Background: Breast cancer is the most commonly diagnosed and major cause of cancer-related deaths in women worldwide. Disruption of the normal regulation of cell cycle progression and proliferation are the major events leading to cancer. Human Polo-like Kinase 1 (PLK1) plays an important role in the regulation of cellular division. High PLK1 expression is observed in various types of cancer including breast cancer. 1,3,4-oxadiazoles are the fivemembered heterocycles, that serve as versatile lead molecules for designing novel anticancer agents and they mainly act by inhibiting various enzymes and kinases. Objective: A novel series of 1,3,4-oxadiazole derivatives (A1-A26) were designed and subjected to an in-silico analysis against PLK1 enzyme (PDB ID:1q4k), targeting breast cancer. Methods: The chemical structure of each compound (A1-26) was drawn using ChemDraw software. The 3D structure model of protein target (PDB ID:1q4k) was built using the SWISSMODEL server. Molecular docking simulation was performed to determine the designed compound’s probable binding mode and affinity towards the protein target (PDB ID:1q4k).

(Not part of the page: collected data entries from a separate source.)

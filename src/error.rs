//! Error types for the recommendation core and its collaborators.

/// Failure raised by a crop classifier implementation.
#[derive(Debug, Clone, PartialEq, thiserror::Error)]
pub enum ClassifierError {
    #[error("feature count mismatch: model expects {expected}, got {actual}")]
    FeatureCount { expected: usize, actual: usize },

    #[error("non-finite value for feature '{0}'")]
    NonFiniteFeature(&'static str),

    #[error("classifier not loaded")]
    NotLoaded,

    #[error("numeric fault: {0}")]
    Numeric(String),

    #[error("invalid model: {0}")]
    InvalidModel(String),
}

/// Classifier invocation failed. Always surfaced to the caller, never retried.
#[derive(Debug, Clone, PartialEq, thiserror::Error)]
#[error("prediction failed: {0}")]
pub struct PredictionError(#[from] pub ClassifierError);

impl PredictionError {
    pub fn cause(&self) -> &ClassifierError {
        &self.0
    }
}

/// One or more of N/P/K was not supplied. Raised by front-end glue before
/// the engine is invoked.
#[derive(Debug, Clone, PartialEq, Eq, thiserror::Error)]
#[error("missing required soil input(s): {}", .fields.join(", "))]
pub struct MissingInputError {
    pub fields: Vec<&'static str>,
}

/// Weather lookup failures. Front-ends turn these into warnings.
#[derive(Debug, Clone, PartialEq, thiserror::Error)]
pub enum WeatherError {
    #[error("weather API key is not configured")]
    MissingApiKey,

    #[error("HTTP error: {0}")]
    Http(String),

    #[error("weather API returned status {status}")]
    Status { status: u16 },

    #[error("weather response is missing {0}")]
    Incomplete(&'static str),

    #[error("could not decode weather response: {0}")]
    Decode(String),
}

#[cfg(test)]
mod tests {
    use super::*;

    #[test]
    fn test_missing_input_message() {
        let err = MissingInputError {
            fields: vec!["N", "K"],
        };
        assert_eq!(err.to_string(), "missing required soil input(s): N, K");
    }

    #[test]
    fn test_prediction_error_carries_cause() {
        let err = PredictionError::from(ClassifierError::FeatureCount {
            expected: 5,
            actual: 7,
        });
        assert!(matches!(err.cause(), ClassifierError::FeatureCount { .. }));
        assert!(err.to_string().contains("model expects 5, got 7"));
    }
}
//! Threshold-based fertilizer rules
//!
//! Each nutrient rule is independent; the two pH rules are mutually
//! exclusive (acidic is checked first).

use serde::{Deserialize, Serialize};

use crate::types::{Advisory, FertilizerAdvisory, SoilSample};

/// Rule thresholds. All comparisons are strict.
#[derive(Debug, Clone, Copy, PartialEq, Serialize, Deserialize)]
pub struct FertilizerRules {
    /// N below this → nitrogen advisory
    pub nitrogen_min: f64,
    /// P below this → phosphorus advisory
    pub phosphorus_min: f64,
    /// K below this → potassium advisory
    pub potassium_min: f64,
    /// pH below this → lime
    pub ph_min: f64,
    /// pH above this → sulfur
    pub ph_max: f64,
}

impl Default for FertilizerRules {
    /// Canonical thresholds: 40/40/40 for NPK, pH 5.5 to 7.5.
    fn default() -> Self {
        Self {
            nitrogen_min: 40.0,
            phosphorus_min: 40.0,
            potassium_min: 40.0,
            ph_min: 5.5,
            ph_max: 7.5,
        }
    }
}

/// Recommend amendments using the canonical rule set.
pub fn recommend_fertilizer(sample: &SoilSample) -> FertilizerAdvisory {
    recommend_fertilizer_with(sample, &FertilizerRules::default())
}

/// Recommend amendments using a custom rule set.
///
/// Total over the reals. A NaN field fails every comparison, so no rule
/// fires for it.
pub fn recommend_fertilizer_with(sample: &SoilSample, rules: &FertilizerRules) -> FertilizerAdvisory {
    let mut fired = Vec::with_capacity(4);

    if sample.n < rules.nitrogen_min {
        fired.push(Advisory::LowNitrogen);
    }
    if sample.p < rules.phosphorus_min {
        fired.push(Advisory::LowPhosphorus);
    }
    if sample.k < rules.potassium_min {
        fired.push(Advisory::LowPotassium);
    }
    if sample.ph < rules.ph_min {
        fired.push(Advisory::AcidicSoil);
    } else if sample.ph > rules.ph_max {
        fired.push(Advisory::AlkalineSoil);
    }

    FertilizerAdvisory::from_fired(fired)
}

The designed compounds were subjected to ADME screening, as well as Prime MM/GBSA simulations using Schrodinger suite 2020-4. Furthermore, the safety profile of compounds was examined through the OSIRIS property explorer program and the results were compared with the standard drugs, 5-fluorouracil and cyclophosphamide. Results: Based on the binding affinity scores, the compounds were found selective to target protein 1q4k through hydrogen bonding and hydrophobic interactions. The compounds A11, A12, and A13 were found to have higher G scores and binding free energy values. The ADME screening results were also found to be within the acceptable range. Moreover, the in-silico toxicity prediction assessments suggest that all designed compounds have a low risk of toxicity, and have higher efficiency for the target receptor. Conclusion: The study showed that the substitution of electron-donating groups at the various position of the aromatic ring, which is bonded at the second position of the substituted 1,3,4- oxadiazole nucleus resulted in compounds with good binding energy and G score compared to the standard drugs, and hence, they can be further developed as potent PLK1 enzyme inhibitors.